Anti-pollution activists stage protest at Volkswagen’s UK headquarters



Campaigners and doctors set up ‘sick bays’ to highlight diesel emissions health risks






Greenpeace air pollution campaigners and medical professionals have blocked Volkswagen staff from entering the company’s head office in Milton Keynes.






Greenpeace air pollution campaigners and medical professionals have blocked Volkswagen staff from entering the company’s head office in Milton Keynes.
Photograph: Chris J Ratcliffe/Greenpeace

Doctors and anti-pollution activists have blockaded the UK headquarters of Volkswagen as the campaign to highlight the country’s air pollution crisis gathers pace.

Hundreds of staff were prevented from getting into VW’s head office in Milton Keynes by doctors and other medics who, with Greenpeace activists, set up “sick bays” at entrances to highlight the damage VW diesel vehicles are doing to people’s health.

Aarash Saleh, a doctor in respiratory medicine who is at the protest, said: “Diesel pollution is causing horrendous suffering across the UK and storing up a lifetime of troubled health for our kids. If you could see it, diesel would be banned tomorrow.”

Greenpeace, which is organising Monday’s demonstration, said VW produced more diesel cars than any other manufacturer in the UK and urged it to go 100% electric.

Mel Evans, a clean air campaigner for the environmental group, said: “As the UK’s biggest seller of diesel cars, Volkswagen is complicit in an air pollution crisis that’s filling up emergency departments and GP surgeries.

“Volkswagen sold us a lie about diesel being clean. Its diesel addiction is seriously harming people’s health.”

He said the company had repeatedly refused to meet Greenpeace to discuss the issue so campaigners had “brought the truth about diesel to its doorstep.”

He added: “Volkswagen must face up to its responsibility for deadly air pollution and commit to end diesel production now.”

Volkswagen was caught cheating on emissions tests by using a defeat device designed to reduce emissions in test conditions. More than 1.2m vehicles sold in the UK were fitted with the system and the company is now facing the largest group litigation action in UK history.

Monday’s protest comes amid signs of a growing militancy among environmental activists as the urgency of the issues – from climate change to air pollution – becomes more apparent.

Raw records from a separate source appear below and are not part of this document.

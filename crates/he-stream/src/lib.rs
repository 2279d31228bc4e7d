#![warn(missing_docs, unused_imports)]

//! Provisioning of homomorphic-encryption keys for encrypted streams.
//!
//! A stream is created by generating a keypair under [`STREAM_PARAMETERS`],
//! registering the public key with the stream API through a
//! [`StreamClient`], and storing the returned id together with the keypair
//! in a keypair file. Vectors of integers are then encrypted slot-wise under
//! the public key with a [`VectorCipher`].
//!
//! Key generation, encoding and encryption are provided by the `fhe` crate.

mod cipher;
mod client;
mod errors;
mod keys;
mod parameters;
mod store;

pub mod codec;

pub use cipher::VectorCipher;
pub use client::{StreamClient, TOKEN_VALID};
pub use errors::{Error, Result};
pub use keys::{fingerprint, Keypair, SECRET_SEED_SIZE};
pub use parameters::{stream_parameters, ParametersLiteral, STREAM_PARAMETERS};
pub use store::{load_keypair, read_keypair, store_keypair, write_keypair, StoredKeypair};
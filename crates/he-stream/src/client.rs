//! Registration of public keys with the stream API.

use std::{fmt, time::Duration};

use serde::{Deserialize, Serialize};
use ureq::Agent;

use crate::{codec, keys, Error, Result};

/// The message the API answers with when it accepted the bearer token.
pub const TOKEN_VALID: &str = "Token Valid";

#[derive(Serialize)]
struct CreateStreamRequest<'a> {
	pk: &'a str,
}

#[derive(Deserialize)]
struct CreateStreamResponse {
	message: Option<String>,
	id: Option<String>,
}

/// Blocking client for the stream creation endpoint.
pub struct StreamClient {
	url: String,
	token: String,
	timeout: Option<Duration>,
	agent: Agent,
}

impl StreamClient {
	/// Creates a client posting to `url` with `token` as bearer token.
	///
	/// Returns [`Error::MissingToken`] if the token is blank.
	pub fn new<U: Into<String>, T: Into<String>>(url: U, token: T) -> Result<Self> {
		let token = token.into();
		if token.trim().is_empty() {
			return Err(Error::MissingToken);
		}
		Ok(Self {
			url: url.into(),
			token,
			timeout: None,
			agent: build_agent(None),
		})
	}

	/// Bounds the whole request, connection included, by `timeout`.
	pub fn with_timeout(mut self, timeout: Duration) -> Self {
		self.timeout = Some(timeout);
		self.agent = build_agent(self.timeout);
		self
	}

	/// The endpoint this client posts to.
	pub fn url(&self) -> &str {
		&self.url
	}

	/// Registers `public_key` and returns the id of the created stream.
	pub fn create_stream(&self, public_key: &[u8]) -> Result<String> {
		let pk = codec::encode(public_key);
		log::info!(
			"registering public key {} ({} bytes) with {}",
			keys::fingerprint(public_key),
			public_key.len(),
			self.url
		);

		let mut response = self
			.agent
			.post(&self.url)
			.header("Authorization", &format!("Bearer {}", self.token))
			.send_json(&CreateStreamRequest { pk: &pk })?;

		let status = response.status().as_u16();
		let body = response.body_mut().read_to_string()?;
		let id = parse_response(status, &body)?;
		log::info!("created stream {id}");
		Ok(id)
	}
}

impl fmt::Debug for StreamClient {
	fn fmt(&self, f: &mut fmt::Formatter<'_>) -> fmt::Result {
		f.debug_struct("StreamClient")
			.field("url", &self.url)
			.field("token", &"<redacted>")
			.field("timeout", &self.timeout)
			.finish()
	}
}

fn build_agent(timeout: Option<Duration>) -> Agent {
	let config = Agent::config_builder()
		.http_status_as_error(false)
		.timeout_global(timeout)
		.build();
	Agent::new_with_config(config)
}

/// Extracts the stream id from a response to the stream creation endpoint.
fn parse_response(status: u16, body: &str) -> Result<String> {
	if status != 200 {
		log::debug!("stream creation answered {status}: {body}");
		return Err(Error::Status(status));
	}

	let response: CreateStreamResponse = serde_json::from_str(body)?;
	if response.message.as_deref() != Some(TOKEN_VALID) {
		return Err(Error::InvalidToken(response.message));
	}
	match response.id {
		Some(id) if !id.is_empty() => Ok(id),
		_ => Err(Error::MissingId),
	}
}
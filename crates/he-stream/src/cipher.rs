//! Encryption of integer vectors into plaintext slots, and the way back.

use std::sync::Arc;

use fhe::bfv::{BfvParameters, Ciphertext, Encoding, Plaintext, PublicKey, SecretKey};
use fhe_traits::{
	DeserializeParametrized, FheDecoder, FheDecrypter, FheEncoder, FheEncrypter,
	Serialize as FheSerialize,
};
use rand::{CryptoRng, RngCore};

use crate::{Error, Result};

/// Packs integer vectors slot-wise into ciphertexts under a stream's
/// parameters.
#[derive(Debug, Clone)]
pub struct VectorCipher {
	par: Arc<BfvParameters>,
}

impl VectorCipher {
	/// Creates a cipher for the given parameters.
	pub fn new(par: &Arc<BfvParameters>) -> Self {
		Self { par: par.clone() }
	}

	/// Number of values a single ciphertext holds.
	pub fn slots(&self) -> usize {
		self.par.degree()
	}

	/// Every value must be strictly below this modulus.
	pub fn plaintext_modulus(&self) -> u64 {
		self.par.plaintext()
	}

	/// Encrypts `values` under `pk`, placing `values[i]` in slot `i` and zero
	/// in every remaining slot.
	pub fn encrypt<R: RngCore + CryptoRng>(
		&self,
		values: &[u64],
		pk: &PublicKey,
		rng: &mut R,
	) -> Result<Ciphertext> {
		let slots = self.slots();
		if values.len() > slots {
			return Err(Error::TooManyValues {
				found: values.len(),
				slots,
			});
		}
		let modulus = self.plaintext_modulus();
		if let Some((index, &value)) = values.iter().enumerate().find(|(_, v)| **v >= modulus) {
			return Err(Error::ValueOutOfRange {
				index,
				value,
				modulus,
			});
		}

		let mut input = vec![0u64; slots];
		input[..values.len()].copy_from_slice(values);

		let pt = Plaintext::try_encode(&input, Encoding::simd(), &self.par)?;
		let ct = pk.try_encrypt(&pt, rng)?;
		log::debug!("encrypted {} values into {} slots", values.len(), slots);
		Ok(ct)
	}

	/// Decrypts `ct` with `sk` and returns the content of every slot.
	pub fn decrypt(&self, sk: &SecretKey, ct: &Ciphertext) -> Result<Vec<u64>> {
		let pt = sk.try_decrypt(ct)?;
		let values = Vec::<u64>::try_decode(&pt, Encoding::simd())?;
		Ok(values)
	}

	/// Serializes a ciphertext with the library's own encoding.
	pub fn ciphertext_to_bytes(&self, ct: &Ciphertext) -> Vec<u8> {
		ct.to_bytes()
	}

	/// Reads back a ciphertext produced by [`VectorCipher::ciphertext_to_bytes`].
	pub fn ciphertext_from_bytes(&self, bytes: &[u8]) -> Result<Ciphertext> {
		Ok(Ciphertext::from_bytes(bytes, &self.par)?)
	}
}

#[cfg(test)]
mod tests {
	use std::error::Error as StdError;

	use proptest::prelude::*;
	use rand::{thread_rng, Rng};

	use super::VectorCipher;
	use crate::{stream_parameters, Error, Keypair};

	fn random_values<R: Rng>(size: usize, modulus: u64, rng: &mut R) -> Vec<u64> {
		(0..size).map(|_| rng.gen_range(0..modulus)).collect()
	}

	#[test]
	fn encrypt_decrypt() -> Result<(), Box<dyn StdError>> {
		let mut rng = thread_rng();
		let params = stream_parameters()?;
		let keypair = Keypair::generate(&params, &mut rng);
		let cipher = VectorCipher::new(&params);

		let input = [2, 2, 4, 5, 6, 7];
		let ct = cipher.encrypt(&input, keypair.public_key(), &mut rng)?;
		let output = cipher.decrypt(keypair.secret_key(), &ct)?;

		assert_eq!(output.len(), cipher.slots());
		assert_eq!(&output[..input.len()], &input);
		assert!(output[input.len()..].iter().all(|v| *v == 0));
		Ok(())
	}

	#[test]
	fn full_and_empty_vectors() -> Result<(), Box<dyn StdError>> {
		let mut rng = thread_rng();
		let params = stream_parameters()?;
		let keypair = Keypair::generate(&params, &mut rng);
		let cipher = VectorCipher::new(&params);

		let full = random_values(cipher.slots(), params.plaintext(), &mut rng);
		let ct = cipher.encrypt(&full, keypair.public_key(), &mut rng)?;
		assert_eq!(cipher.decrypt(keypair.secret_key(), &ct)?, full);

		let ct = cipher.encrypt(&[], keypair.public_key(), &mut rng)?;
		assert_eq!(
			cipher.decrypt(keypair.secret_key(), &ct)?,
			vec![0; cipher.slots()]
		);
		Ok(())
	}

	#[test]
	fn rejects_invalid_input() -> Result<(), Box<dyn StdError>> {
		let mut rng = thread_rng();
		let params = stream_parameters()?;
		let keypair = Keypair::generate(&params, &mut rng);
		let cipher = VectorCipher::new(&params);

		let too_many = vec![1; cipher.slots() + 1];
		assert!(matches!(
			cipher.encrypt(&too_many, keypair.public_key(), &mut rng),
			Err(Error::TooManyValues {
				found: 4097,
				slots: 4096
			})
		));

		assert!(matches!(
			cipher.encrypt(&[1, 65537, 3], keypair.public_key(), &mut rng),
			Err(Error::ValueOutOfRange {
				index: 1,
				value: 65537,
				modulus: 65537
			})
		));
		Ok(())
	}

	#[test]
	fn ciphertext_bytes() -> Result<(), Box<dyn StdError>> {
		let mut rng = thread_rng();
		let params = stream_parameters()?;
		let keypair = Keypair::generate(&params, &mut rng);
		let cipher = VectorCipher::new(&params);

		let ct = cipher.encrypt(&[10, 20, 30], keypair.public_key(), &mut rng)?;
		let bytes = cipher.ciphertext_to_bytes(&ct);
		let restored = cipher.ciphertext_from_bytes(&bytes)?;
		assert_eq!(restored, ct);
		assert_eq!(
			&cipher.decrypt(keypair.secret_key(), &restored)?[..3],
			&[10, 20, 30]
		);

		assert!(cipher.ciphertext_from_bytes(b"garbage").is_err());
		Ok(())
	}

	#[test]
	fn other_key_does_not_decrypt() -> Result<(), Box<dyn StdError>> {
		let mut rng = thread_rng();
		let params = stream_parameters()?;
		let keypair = Keypair::generate(&params, &mut rng);
		let other = Keypair::generate(&params, &mut rng);
		let cipher = VectorCipher::new(&params);

		let input = random_values(cipher.slots(), params.plaintext(), &mut rng);
		let ct = cipher.encrypt(&input, keypair.public_key(), &mut rng)?;
		assert_ne!(cipher.decrypt(other.secret_key(), &ct)?, input);
		Ok(())
	}

	proptest! {
		#![proptest_config(ProptestConfig::with_cases(8))]

		#[test]
		fn slots_are_preserved(input in prop::collection::vec(0u64..65537, 0..64)) {
			let mut rng = thread_rng();
			let params = stream_parameters().unwrap();
			let keypair = Keypair::generate(&params, &mut rng);
			let cipher = VectorCipher::new(&params);

			let ct = cipher.encrypt(&input, keypair.public_key(), &mut rng).unwrap();
			let output = cipher.decrypt(keypair.secret_key(), &ct).unwrap();
			prop_assert_eq!(&output[..input.len()], &input[..]);
			prop_assert!(output[input.len()..].iter().all(|v| *v == 0));
		}
	}
}
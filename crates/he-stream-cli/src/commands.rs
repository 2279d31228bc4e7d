use std::{error::Error, fs};

use console::style;
use he_stream::{
	codec, load_keypair, store_keypair, stream_parameters, Keypair, StreamClient, VectorCipher,
};
use indicatif::HumanBytes;
use itertools::Itertools;
use rand::thread_rng;

use crate::{
	cli::{CreateStreamArgs, DecryptArgs, DemoArgs, EncryptArgs},
	util::timeit::timeit,
};

type CommandResult = Result<(), Box<dyn Error>>;

pub fn create_stream(args: CreateStreamArgs) -> CommandResult {
	let mut client = StreamClient::new(args.url, args.token)?;
	if let Some(timeout) = args.timeout {
		client = client.with_timeout(timeout);
	}

	let params = timeit!("Parameters generation", stream_parameters()?);
	let keypair = timeit!(
		"Keypair generation",
		Keypair::generate(&params, &mut thread_rng())
	);
	let pk = keypair.public_key_bytes();
	println!("{}", style("Keypair generated successfully.").green());
	println!(
		"  public key {} ({})",
		style(keypair.fingerprint()).cyan(),
		HumanBytes(pk.len() as u64)
	);

	let id = timeit!("Stream creation", client.create_stream(&pk)?);
	println!(
		"{} {}",
		style("Stream created successfully. ID:").green(),
		style(&id).bold()
	);

	store_keypair(&args.output, &id, &keypair)?;
	println!(
		"{} {}",
		style("Keypair stored successfully in").green(),
		args.output.display()
	);
	Ok(())
}

pub fn demo(args: DemoArgs) -> CommandResult {
	let params = stream_parameters()?;
	let stored = timeit!("Keypair loading", load_keypair(&args.keypair, &params)?);
	println!("Stream ID: {}", style(&stored.id).bold());

	let cipher = VectorCipher::new(&params);
	let ct = timeit!(
		"Encryption",
		cipher.encrypt(&args.values, stored.keypair.public_key(), &mut thread_rng())?
	);
	println!(
		"Encrypted {} values ({})",
		args.values.len(),
		HumanBytes(cipher.ciphertext_to_bytes(&ct).len() as u64)
	);

	let values = timeit!(
		"Decryption",
		cipher.decrypt(stored.keypair.secret_key(), &ct)?
	);
	print_slots(&values, args.values.len());
	Ok(())
}

pub fn encrypt(args: EncryptArgs) -> CommandResult {
	let params = stream_parameters()?;
	let stored = load_keypair(&args.keypair, &params)?;

	let cipher = VectorCipher::new(&params);
	let ct = timeit!(
		"Encryption",
		cipher.encrypt(&args.values, stored.keypair.public_key(), &mut thread_rng())?
	);
	let bytes = cipher.ciphertext_to_bytes(&ct);
	fs::write(&args.output, codec::encode(&bytes) + "\n")
		.map_err(|e| format!("failed to write {}: {e}", args.output.display()))?;

	println!(
		"Encrypted {} values for stream {} into {} ({})",
		args.values.len(),
		style(&stored.id).bold(),
		args.output.display(),
		HumanBytes(bytes.len() as u64)
	);
	Ok(())
}

pub fn decrypt(args: DecryptArgs) -> CommandResult {
	let params = stream_parameters()?;
	let stored = load_keypair(&args.keypair, &params)?;

	let text = fs::read_to_string(&args.input)
		.map_err(|e| format!("failed to read {}: {e}", args.input.display()))?;
	let cipher = VectorCipher::new(&params);
	let ct = cipher.ciphertext_from_bytes(&codec::decode("ciphertext", &text)?)?;

	let values = timeit!(
		"Decryption",
		cipher.decrypt(stored.keypair.secret_key(), &ct)?
	);
	print_slots(&values, args.count.unwrap_or(values.len()));
	Ok(())
}

/// Prints the first `shown` slots and summarizes the rest.
fn print_slots(values: &[u64], shown: usize) {
	let (head, tail) = values.split_at(shown.min(values.len()));
	println!("[{}]", head.iter().join(", "));
	if tail.is_empty() {
		return;
	}
	match tail.iter().filter(|v| **v != 0).count() {
		0 => println!("{}", style(format!("remaining {} slots are zero", tail.len())).dim()),
		n => println!(
			"{}",
			style(format!("{n} of the remaining {} slots are non-zero", tail.len())).yellow()
		),
	}
}
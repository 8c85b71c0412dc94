//! Third-party data shown next to the beacon node data.
//!
//! [`LabClient`] polls per-slot block propagation data from ethPandaOps Lab.
//! [`L2MetricsTracker`] follows throughput of layer 2 chains over server-sent events.

pub use crate::{
    l2::{
        L2Config, L2Metrics, L2MetricsTracker, L2Summary, DEFAULT_L2_RECONNECT_DELAY,
        DEFAULT_L2_TOP_COUNT, DEFAULT_L2_URL,
    },
    lab::{
        clean_entity_name, ArrivalTimes, LabClient, LabConfig, SlotData, SlotHistoryEntry,
        DEFAULT_LAB_HISTORY_CAPACITY, DEFAULT_LAB_NETWORK, DEFAULT_LAB_POLL_INTERVAL,
        DEFAULT_LAB_REQUEST_TIMEOUT, DEFAULT_LAB_SLOT_OFFSET, DEFAULT_LAB_URL,
    },
};

mod l2;
mod lab;

use reqwest::{Response, StatusCode};
use thiserror::Error;

#[derive(Debug, Error)]
#[cfg_attr(test, derive(PartialEq, Eq))]
pub enum FeedError {
    #[error("{feed} responded without data")]
    EmptyResponse { feed: &'static str },
    #[error("{feed} responded with unexpected status code: {received}")]
    UnexpectedStatusCode {
        feed: &'static str,
        received: StatusCode,
    },
}

fn ensure_ok(feed: &'static str, response: Response) -> Result<Response, FeedError> {
    let received = response.status();

    if received != StatusCode::OK {
        return Err(FeedError::UnexpectedStatusCode { feed, received });
    }

    Ok(response)
}
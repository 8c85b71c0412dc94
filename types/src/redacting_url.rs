use core::{
    fmt::{Debug, Display, Formatter, Result as FmtResult},
    str::FromStr,
};
use std::borrow::Cow;

use serde_with::DeserializeFromStr;
use url::{ParseError, Url};

const REPLACEMENT_TOKEN: &str = "*";

/// A URL that never reveals its credentials when formatted.
///
/// Beacon node URLs commonly embed basic auth credentials or API keys in the userinfo part.
/// Endpoints are logged all the time, so the only way to get at the raw URL is [`Self::as_url`].
#[derive(Clone, PartialEq, Eq, Hash, DeserializeFromStr)]
pub struct RedactingUrl(Url);

impl FromStr for RedactingUrl {
    type Err = ParseError;

    fn from_str(string: &str) -> Result<Self, Self::Err> {
        string.parse().map(Self)
    }
}

impl From<Url> for RedactingUrl {
    fn from(url: Url) -> Self {
        Self(url)
    }
}

impl Display for RedactingUrl {
    fn fmt(&self, formatter: &mut Formatter) -> FmtResult {
        Display::fmt(&self.redacted(), formatter)
    }
}

impl Debug for RedactingUrl {
    fn fmt(&self, formatter: &mut Formatter) -> FmtResult {
        Debug::fmt(self.redacted().as_str(), formatter)
    }
}

impl RedactingUrl {
    #[must_use]
    pub const fn as_url(&self) -> &Url {
        &self.0
    }

    #[must_use]
    pub fn into_url(self) -> Url {
        self.0
    }

    pub fn join(&self, path: &str) -> Result<Self, ParseError> {
        self.0.join(path).map(Self)
    }

    fn redacted(&self) -> Cow<'_, Url> {
        let url = &self.0;

        if url.username().is_empty() && url.password().is_none() {
            return Cow::Borrowed(url);
        }

        let mut redacted = url.clone();

        // Both setters only fail for URLs that cannot have credentials in the first place.
        if !url.username().is_empty() && redacted.set_username(REPLACEMENT_TOKEN).is_err() {
            return Cow::Borrowed(url);
        }

        if url.password().is_some() && redacted.set_password(Some(REPLACEMENT_TOKEN)).is_err() {
            return Cow::Borrowed(url);
        }

        Cow::Owned(redacted)
    }
}
use core::ops::RangeInclusive;
use std::{collections::BTreeMap, sync::Arc};

use parking_lot::Mutex;
use serde_json::Value;
use types::{
    primitives::Slot,
    slot::{SlotRecord, SlotStatus},
};

use crate::config::CacheConfig;

/// Outcome of asking the beacon node for the block of a slot.
#[derive(Clone, Debug)]
pub enum BlockLookup {
    Found(Arc<Value>),
    NotFound,
    Failed,
}

#[derive(Clone, PartialEq, Debug)]
pub struct Classification {
    pub record: SlotRecord,
    /// Whether the record is final and may be served from the cache from now on.
    pub cacheable: bool,
}

/// Classifies a slot at or before `current_slot` after a block lookup.
///
/// Slots after `current_slot` are upcoming and never looked up.
#[must_use]
pub fn classify(
    slot: Slot,
    current_slot: Slot,
    lookup: BlockLookup,
    missing_threshold_slots: Slot,
) -> Classification {
    let is_current = slot >= current_slot;

    let (status, cacheable, block_payload) = match lookup {
        BlockLookup::Found(payload) => (SlotStatus::Proposed, true, Some(payload)),
        BlockLookup::NotFound | BlockLookup::Failed if is_current => {
            (SlotStatus::Pending, false, None)
        }
        BlockLookup::NotFound if current_slot - slot > missing_threshold_slots => {
            (SlotStatus::Missing, true, None)
        }
        BlockLookup::NotFound => (SlotStatus::Pending, false, None),
        BlockLookup::Failed => (SlotStatus::Missing, false, None),
    };

    Classification {
        record: SlotRecord {
            slot,
            status,
            block_payload,
        },
        cacheable,
    }
}

/// Final slot records keyed by slot.
#[derive(Default)]
pub struct BlockCache {
    records: Mutex<BTreeMap<Slot, SlotRecord>>,
}

impl BlockCache {
    #[must_use]
    pub fn get(&self, slot: Slot) -> Option<SlotRecord> {
        self.records.lock().get(&slot).cloned()
    }

    #[must_use]
    pub fn contains(&self, slot: Slot) -> bool {
        self.records.lock().contains_key(&slot)
    }

    pub fn insert(&self, record: SlotRecord) {
        self.records.lock().insert(record.slot, record);
    }

    #[must_use]
    pub fn records_in(&self, slots: RangeInclusive<Slot>) -> Vec<SlotRecord> {
        self.records
            .lock()
            .range(slots)
            .map(|(_, record)| record.clone())
            .collect()
    }

    #[must_use]
    pub fn len(&self) -> usize {
        self.records.lock().len()
    }

    #[must_use]
    pub fn is_empty(&self) -> bool {
        self.records.lock().is_empty()
    }

    /// Removes records older than the cache window and payloads older than the retention window.
    pub fn sweep(&self, current_slot: Slot, slots_per_epoch: u64, config: &CacheConfig) {
        let mut records = self.records.lock();

        let retained_slots = config.block_cache_epochs.saturating_mul(slots_per_epoch);

        if let Some(slot_boundary) = current_slot.checked_sub(retained_slots) {
            *records = records.split_off(&slot_boundary);
        }

        if let Some(payload_boundary) = current_slot.checked_sub(config.payload_retention_slots) {
            for record in records.range_mut(..payload_boundary).map(|(_, record)| record) {
                record.block_payload = None;
            }
        }
    }
}
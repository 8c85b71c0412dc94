//! Data types shared by the chain state tracker and its collaborators.

pub mod config;
pub mod primitives;
pub mod redacting_url;
pub mod slot;
pub mod validator_set;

Earlier this year, several campaigners were imprisoned after blocking roads in London to highlight the issue of air pollution; in June 12 protesters went on hunger strike over the government’s plans to expand Heathrow and last year Greenpeace seized a cargo ship heading to the UK that was packed with VW cars.

Monday’s protest highlights growing concern about illegal levels of air pollution in the UK and its impact on human health – particularly that of children. Earlier this month, a medical expert said the hospital admissions of a girl who died from an asthma attack at the age of nine showed a “striking association” with spikes in illegal levels of air pollution around her home in London.

Government figures also show a steep rise in the number of deaths from asthma, which experts say are likely to be fuelled by worsening air quality.

Several studies have linked air pollution to a range of deadly conditions including heart disease, Alzheimer’s, Parkinson’s and dementia.